Saved entries:
======

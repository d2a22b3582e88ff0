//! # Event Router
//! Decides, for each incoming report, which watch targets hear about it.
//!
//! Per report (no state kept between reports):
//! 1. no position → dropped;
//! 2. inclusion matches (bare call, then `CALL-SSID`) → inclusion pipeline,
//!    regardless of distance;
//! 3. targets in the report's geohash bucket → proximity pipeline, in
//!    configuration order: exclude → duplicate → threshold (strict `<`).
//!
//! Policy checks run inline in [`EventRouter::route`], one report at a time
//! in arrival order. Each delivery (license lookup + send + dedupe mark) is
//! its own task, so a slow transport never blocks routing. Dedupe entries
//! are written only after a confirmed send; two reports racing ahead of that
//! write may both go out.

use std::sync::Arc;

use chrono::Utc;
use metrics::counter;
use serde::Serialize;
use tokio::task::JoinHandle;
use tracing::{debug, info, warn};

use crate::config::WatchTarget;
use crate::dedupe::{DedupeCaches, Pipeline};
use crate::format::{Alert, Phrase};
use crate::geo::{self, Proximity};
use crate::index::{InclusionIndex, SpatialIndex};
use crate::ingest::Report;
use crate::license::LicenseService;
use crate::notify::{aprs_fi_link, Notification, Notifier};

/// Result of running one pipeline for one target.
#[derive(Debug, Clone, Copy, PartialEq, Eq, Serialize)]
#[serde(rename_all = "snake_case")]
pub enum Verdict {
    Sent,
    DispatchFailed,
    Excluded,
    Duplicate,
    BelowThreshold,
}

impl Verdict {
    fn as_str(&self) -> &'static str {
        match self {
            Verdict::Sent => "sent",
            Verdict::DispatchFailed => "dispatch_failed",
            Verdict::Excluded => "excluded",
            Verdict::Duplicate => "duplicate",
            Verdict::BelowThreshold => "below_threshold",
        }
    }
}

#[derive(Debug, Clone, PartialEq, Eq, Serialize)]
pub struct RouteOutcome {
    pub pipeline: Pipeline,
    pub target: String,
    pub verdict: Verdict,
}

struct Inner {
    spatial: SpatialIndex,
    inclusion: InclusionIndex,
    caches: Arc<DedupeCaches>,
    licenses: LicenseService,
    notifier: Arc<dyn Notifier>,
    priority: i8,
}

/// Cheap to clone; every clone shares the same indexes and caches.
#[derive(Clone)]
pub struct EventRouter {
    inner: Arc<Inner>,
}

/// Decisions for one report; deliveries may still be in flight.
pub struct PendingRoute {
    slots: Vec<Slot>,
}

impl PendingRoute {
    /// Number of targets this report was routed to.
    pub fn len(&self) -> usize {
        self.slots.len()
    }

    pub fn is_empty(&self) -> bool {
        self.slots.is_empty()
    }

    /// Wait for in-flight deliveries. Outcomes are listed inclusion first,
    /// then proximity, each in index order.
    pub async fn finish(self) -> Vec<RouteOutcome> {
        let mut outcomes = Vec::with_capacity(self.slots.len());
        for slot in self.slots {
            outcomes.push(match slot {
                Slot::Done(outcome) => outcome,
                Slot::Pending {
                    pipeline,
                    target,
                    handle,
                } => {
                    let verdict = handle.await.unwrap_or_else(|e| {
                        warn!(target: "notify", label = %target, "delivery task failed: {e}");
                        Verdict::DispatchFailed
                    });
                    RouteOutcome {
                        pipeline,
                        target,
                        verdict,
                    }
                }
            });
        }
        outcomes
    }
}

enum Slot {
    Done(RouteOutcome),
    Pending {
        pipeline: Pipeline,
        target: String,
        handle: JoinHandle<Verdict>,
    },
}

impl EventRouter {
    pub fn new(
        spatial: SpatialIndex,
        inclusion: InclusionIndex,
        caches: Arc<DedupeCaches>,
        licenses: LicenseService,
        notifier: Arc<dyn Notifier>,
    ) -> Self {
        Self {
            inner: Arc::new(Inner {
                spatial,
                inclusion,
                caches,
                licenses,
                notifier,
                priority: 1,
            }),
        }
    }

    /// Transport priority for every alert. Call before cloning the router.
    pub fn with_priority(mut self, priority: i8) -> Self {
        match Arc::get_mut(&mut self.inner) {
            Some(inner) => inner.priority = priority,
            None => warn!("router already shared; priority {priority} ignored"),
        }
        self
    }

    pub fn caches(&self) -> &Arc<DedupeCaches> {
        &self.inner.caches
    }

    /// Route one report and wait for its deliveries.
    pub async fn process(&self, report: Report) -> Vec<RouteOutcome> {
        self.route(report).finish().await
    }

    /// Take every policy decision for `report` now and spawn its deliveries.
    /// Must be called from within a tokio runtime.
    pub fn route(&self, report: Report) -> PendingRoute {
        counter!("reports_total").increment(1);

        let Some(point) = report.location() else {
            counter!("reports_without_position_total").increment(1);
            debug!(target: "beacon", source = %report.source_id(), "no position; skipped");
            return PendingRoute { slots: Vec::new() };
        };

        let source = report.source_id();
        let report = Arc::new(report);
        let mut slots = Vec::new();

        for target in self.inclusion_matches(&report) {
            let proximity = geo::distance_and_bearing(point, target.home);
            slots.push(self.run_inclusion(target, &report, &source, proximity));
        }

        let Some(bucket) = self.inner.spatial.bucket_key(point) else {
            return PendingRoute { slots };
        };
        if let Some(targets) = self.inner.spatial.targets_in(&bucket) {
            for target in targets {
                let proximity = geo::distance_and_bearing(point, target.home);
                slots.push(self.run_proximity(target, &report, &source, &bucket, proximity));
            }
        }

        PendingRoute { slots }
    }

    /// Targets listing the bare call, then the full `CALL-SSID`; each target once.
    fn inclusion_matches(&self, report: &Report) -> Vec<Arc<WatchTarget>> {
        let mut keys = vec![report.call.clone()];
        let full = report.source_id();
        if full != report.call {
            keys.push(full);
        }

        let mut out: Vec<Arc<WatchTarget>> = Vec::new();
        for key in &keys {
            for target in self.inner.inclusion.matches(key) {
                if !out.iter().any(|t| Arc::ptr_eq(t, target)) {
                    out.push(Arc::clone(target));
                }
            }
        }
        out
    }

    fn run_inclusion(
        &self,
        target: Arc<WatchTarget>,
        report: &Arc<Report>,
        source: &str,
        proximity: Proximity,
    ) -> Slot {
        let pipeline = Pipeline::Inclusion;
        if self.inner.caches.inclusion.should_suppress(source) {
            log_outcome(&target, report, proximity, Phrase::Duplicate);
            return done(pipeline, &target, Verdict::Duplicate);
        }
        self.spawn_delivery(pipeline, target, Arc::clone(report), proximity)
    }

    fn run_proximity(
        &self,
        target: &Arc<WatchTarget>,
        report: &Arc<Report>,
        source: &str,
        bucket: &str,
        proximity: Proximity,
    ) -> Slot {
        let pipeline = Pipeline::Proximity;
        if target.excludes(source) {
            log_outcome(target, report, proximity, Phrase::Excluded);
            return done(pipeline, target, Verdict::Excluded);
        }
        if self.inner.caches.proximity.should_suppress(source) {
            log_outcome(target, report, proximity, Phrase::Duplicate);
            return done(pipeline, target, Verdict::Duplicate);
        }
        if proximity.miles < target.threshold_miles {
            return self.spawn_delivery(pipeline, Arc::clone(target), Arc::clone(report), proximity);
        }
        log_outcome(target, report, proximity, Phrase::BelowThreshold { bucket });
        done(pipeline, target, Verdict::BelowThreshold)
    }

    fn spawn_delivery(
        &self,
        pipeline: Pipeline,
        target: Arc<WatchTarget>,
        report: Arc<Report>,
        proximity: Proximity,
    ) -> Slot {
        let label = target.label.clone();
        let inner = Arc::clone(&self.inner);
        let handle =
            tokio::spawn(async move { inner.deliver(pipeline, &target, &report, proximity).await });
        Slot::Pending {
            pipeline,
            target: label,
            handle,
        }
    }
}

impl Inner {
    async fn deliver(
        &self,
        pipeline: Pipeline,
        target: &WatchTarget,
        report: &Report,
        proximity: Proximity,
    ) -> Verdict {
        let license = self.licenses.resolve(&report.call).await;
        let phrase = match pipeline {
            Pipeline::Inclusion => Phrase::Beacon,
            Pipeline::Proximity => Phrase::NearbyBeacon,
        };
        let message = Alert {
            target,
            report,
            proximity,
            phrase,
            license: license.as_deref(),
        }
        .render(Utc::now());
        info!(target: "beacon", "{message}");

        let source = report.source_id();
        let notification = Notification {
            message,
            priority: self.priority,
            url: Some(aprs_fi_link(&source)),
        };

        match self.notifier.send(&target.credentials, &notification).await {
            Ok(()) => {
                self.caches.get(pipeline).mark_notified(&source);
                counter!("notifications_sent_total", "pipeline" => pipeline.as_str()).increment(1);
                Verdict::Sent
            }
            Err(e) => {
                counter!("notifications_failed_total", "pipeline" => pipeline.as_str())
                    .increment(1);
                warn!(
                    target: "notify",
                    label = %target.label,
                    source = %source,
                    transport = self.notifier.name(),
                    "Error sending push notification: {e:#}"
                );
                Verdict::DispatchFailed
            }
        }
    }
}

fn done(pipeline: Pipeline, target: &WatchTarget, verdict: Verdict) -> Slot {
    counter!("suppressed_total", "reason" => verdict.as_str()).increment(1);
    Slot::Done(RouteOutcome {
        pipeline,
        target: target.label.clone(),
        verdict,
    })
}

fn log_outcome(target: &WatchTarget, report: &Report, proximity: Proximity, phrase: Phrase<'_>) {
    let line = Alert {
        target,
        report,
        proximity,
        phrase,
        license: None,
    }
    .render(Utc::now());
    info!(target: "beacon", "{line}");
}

======

- **Try it**
Would you retype exactly the lines above, from the line with "use serde::Serialize;" to the line with "pub struct EventRouter", with both end lines kept and nothing more?

- **Answer space**
use serde::Serialize;
use tokio::task::JoinHandle;
use tracing::{debug, info, warn};

use crate::config::WatchTarget;
use crate::dedupe::{DedupeCaches, Pipeline};
use crate::format::{Alert, Phrase};
use crate::geo::{self, Proximity};
use crate::index::{InclusionIndex, SpatialIndex};
use crate::ingest::Report;
use crate::license::LicenseService;
use crate::notify::{aprs_fi_link, Notification, Notifier};

/// Result of running one pipeline for one target.
#[derive(Debug, Clone, Copy, PartialEq, Eq, Serialize)]
#[serde(rename_all = "snake_case")]
pub enum Verdict {
    Sent,
    DispatchFailed,
    Excluded,
    Duplicate,
    BelowThreshold,
}

impl Verdict {
    fn as_str(&self) -> &'static str {
        match self {
            Verdict::Sent => "sent",
            Verdict::DispatchFailed => "dispatch_failed",
            Verdict::Excluded => "excluded",
            Verdict::Duplicate => "duplicate",
            Verdict::BelowThreshold => "below_threshold",
        }
    }
}

#[derive(Debug, Clone, PartialEq, Eq, Serialize)]
pub struct RouteOutcome {
    pub pipeline: Pipeline,
    pub target: String,
    pub verdict: Verdict,
}

struct Inner {
    spatial: SpatialIndex,
    inclusion: InclusionIndex,
    caches: Arc<DedupeCaches>,
    licenses: LicenseService,
    notifier: Arc<dyn Notifier>,
    priority: i8,
}

/// Cheap to clone; every clone shares the same indexes and caches.
#[derive(Clone)]
pub struct EventRouter {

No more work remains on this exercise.